Thant Myint-U – The River of Lost Footsteps
The author, the grandson of the former UN Secretary-General U Thant, describes the colorful, and often turbulent, history of the country, from ancient times to the present. Subtitled “A Personal History of Burma,” the book also focuses on his family’s efforts to understand the complexities of their native country, all while striving to creative a democracy.
Emma Larkin – Finding George Orwell in Burma
The author studied the Burmese language and has spent considerable time in Myanmar in the past two decades. Described as “a political travelogue” this book describes a year that the author spent travelling around the country, “using the life and work of George Orwell as her compass.” More than a look at politics and repression in the country, this book vividly shows us the spirit and determination of the Burmese people.
Amitav Ghosh – The Glass Palace
This popular historical novel begins in Mandalay in the late 1800s, during the last days of the reign of King Thibaw. Described as “a masterful novel of love, war, and family,” The Glass Palace takes the reader from old Burma to Malaya and finally India, and across three generations.
George Orwell – Burmese Days
Orwell’s famous novel is indeed set in Burma, in the
small Northern town of Kyauktada. The story focuses on British expat residents and
their relationship with local Burmese characters during the 1930s. Orwell, in
fact, spent several years working in Burma around this same time. Always a perceptive
writer, Orwell spins a very engaging and sometimes disturbing story that you
won’t soon forget.
Andrew Marshall – The Trouser People
This book, subtitled “A Story of Burma in the Shadow of the Empire,” is both a travelogue and history of Burma in the late 1800s when the legendary Sir George Scott (the famous market in Yangon was named after him) was an administrator in the country. It’s claimed that Scott was the one who introduced the sport of football (soccer) to the country. Marshall follows in Scott’s footsteps into the wilds of Wa State, where he finds the former headhunting tribe are now actively involved in the drug trade.

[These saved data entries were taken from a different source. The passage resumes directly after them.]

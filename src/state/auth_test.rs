use super::*;
use crate::util::storage::MemoryStore;

fn alice() -> User {
    User {
        id: "u1".to_owned(),
        email: "alice@example.com".to_owned(),
        name: "Alice".to_owned(),
        avatar: None,
    }
}

fn signed_in() -> AuthState {
    let mut state = AuthState::default();
    state.finish_login(AuthSession { user: alice(), access_token: "tok".to_owned() });
    state
}

// =============================================================
// AuthState defaults
// =============================================================

#[test]
fn auth_state_default_is_idle_and_empty() {
    let state = AuthState::default();
    assert!(state.user.is_none());
    assert!(state.access_token.is_none());
    assert_eq!(state.status, AuthStatus::Idle);
    assert!(state.error.is_none());
    assert!(!state.is_authenticated());
}

#[test]
fn auth_status_serializes_lowercase() {
    assert_eq!(serde_json::to_string(&AuthStatus::Succeeded).unwrap(), "\"succeeded\"");
    assert_eq!(serde_json::from_str::<AuthStatus>("\"failed\"").unwrap(), AuthStatus::Failed);
}

// =============================================================
// Transitions
// =============================================================

#[test]
fn begin_login_clears_error_and_keeps_identity() {
    let mut state = signed_in();
    state.fail_login("nope".to_owned());
    state.begin_login();
    assert_eq!(state.status, AuthStatus::Loading);
    assert!(state.error.is_none());
    assert_eq!(state.user, Some(alice()));
    assert_eq!(state.access_token.as_deref(), Some("tok"));
    assert!(state.is_loading());
}

#[test]
fn finish_login_sets_user_and_token() {
    let state = signed_in();
    assert_eq!(state.status, AuthStatus::Succeeded);
    assert!(state.user.is_some() && state.access_token.is_some());
    assert!(state.error.is_none());
}

#[test]
fn fail_login_records_error_and_keeps_prior_identity() {
    let mut state = signed_in();
    state.begin_login();
    state.fail_login("Invalid email or password".to_owned());
    assert_eq!(state.status, AuthStatus::Failed);
    assert_eq!(state.error.as_deref(), Some("Invalid email or password"));
    assert_eq!(state.user, Some(alice()));
    assert_eq!(state.access_token.as_deref(), Some("tok"));
}

#[test]
fn reset_from_every_status_yields_default() {
    let mut loading = signed_in();
    loading.begin_login();
    let mut failed = AuthState::default();
    failed.fail_login("x".to_owned());
    for mut state in [AuthState::default(), loading, signed_in(), failed] {
        state.reset();
        assert_eq!(state, AuthState::default());
    }
}

// =============================================================
// Derived views
// =============================================================

#[test]
fn authenticated_follows_token_not_user() {
    let token_only = AuthState { access_token: Some("t".to_owned()), ..AuthState::default() };
    assert!(token_only.is_authenticated());

    let user_only = AuthState { user: Some(alice()), ..AuthState::default() };
    assert!(!user_only.is_authenticated());
}

#[test]
fn empty_token_is_not_authenticated() {
    let state = AuthState { access_token: Some(String::new()), ..AuthState::default() };
    assert!(!state.is_authenticated());
}

// =============================================================
// Hydration
// =============================================================

#[test]
fn hydrate_from_empty_store_is_default() {
    let store = MemoryStore::new();
    assert_eq!(AuthState::hydrate(&store), AuthState::default());
}

#[test]
fn hydrate_restores_persisted_user_and_token() {
    let store = MemoryStore::new();
    session_token::set_access_token(&store, "tok");
    session_token::set_persisted_user(&store, &alice());

    let state = AuthState::hydrate(&store);
    assert_eq!(state.user, Some(alice()));
    assert_eq!(state.access_token.as_deref(), Some("tok"));
    assert_eq!(state.status, AuthStatus::Idle);
    assert!(state.is_authenticated());
}

#[test]
fn hydrate_with_token_but_no_user_is_authenticated() {
    let store = MemoryStore::new();
    session_token::set_access_token(&store, "tok");
    let state = AuthState::hydrate(&store);
    assert!(state.user.is_none());
    assert!(state.is_authenticated());
}

// =============================================================
// AuthCell
// =============================================================

#[test]
fn rc_cell_update_is_visible_in_snapshot() {
    let cell = Rc::new(RefCell::new(AuthState::default()));
    AuthCell::update(&cell, AuthState::begin_login);
    assert_eq!(cell.snapshot().status, AuthStatus::Loading);
}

Shway Yoe – The Burman: His Life and Notions
Shway Yoe was the pseudonym of the aforementioned Sir George Scott. After spending more than thirty years in the country, he wrote this sprawling (over 600 pages) and very entertaining guide to the country and all of its customs, Buddhist rituals, and festivals. Although written over one-hundred years ago, the book is remarkably still spot-on in regards to all things Burmese. A “must” read!
Most of the books we sell at Chinlone Books are secondhand titles, but we also carry some new titles from Things Asian Press that focus on Myanmar:
To Myanmar With Love
As part of Things Asian Press’s “To Asia With Love” series, this volume devoted to Myanmar focuses on many aspects of travel within the country. Much more than a guidebook, this book features essays from writers who either live in the country or have extensive travel experiences there, offering advice on travel, shopping, eating, meeting local people, Myanmar culture, books about Myanmar, plus volunteer and charity options in the country,
Ma Thanegi – Defiled on the Ayeyarwaddy
The veteran Burmese writer decides to satisfy a life-long dream and makes an adventurous journey down the entire length of the country’s famous Ayeywarwaddy (Irawaddy) River. In addition to describing life on the river, Ma Thanegi takes the reader on visits to riverside towns, markets, and festivals. This is both an informative and humorous travelogue, and also a very perceptive look at Myanmar society.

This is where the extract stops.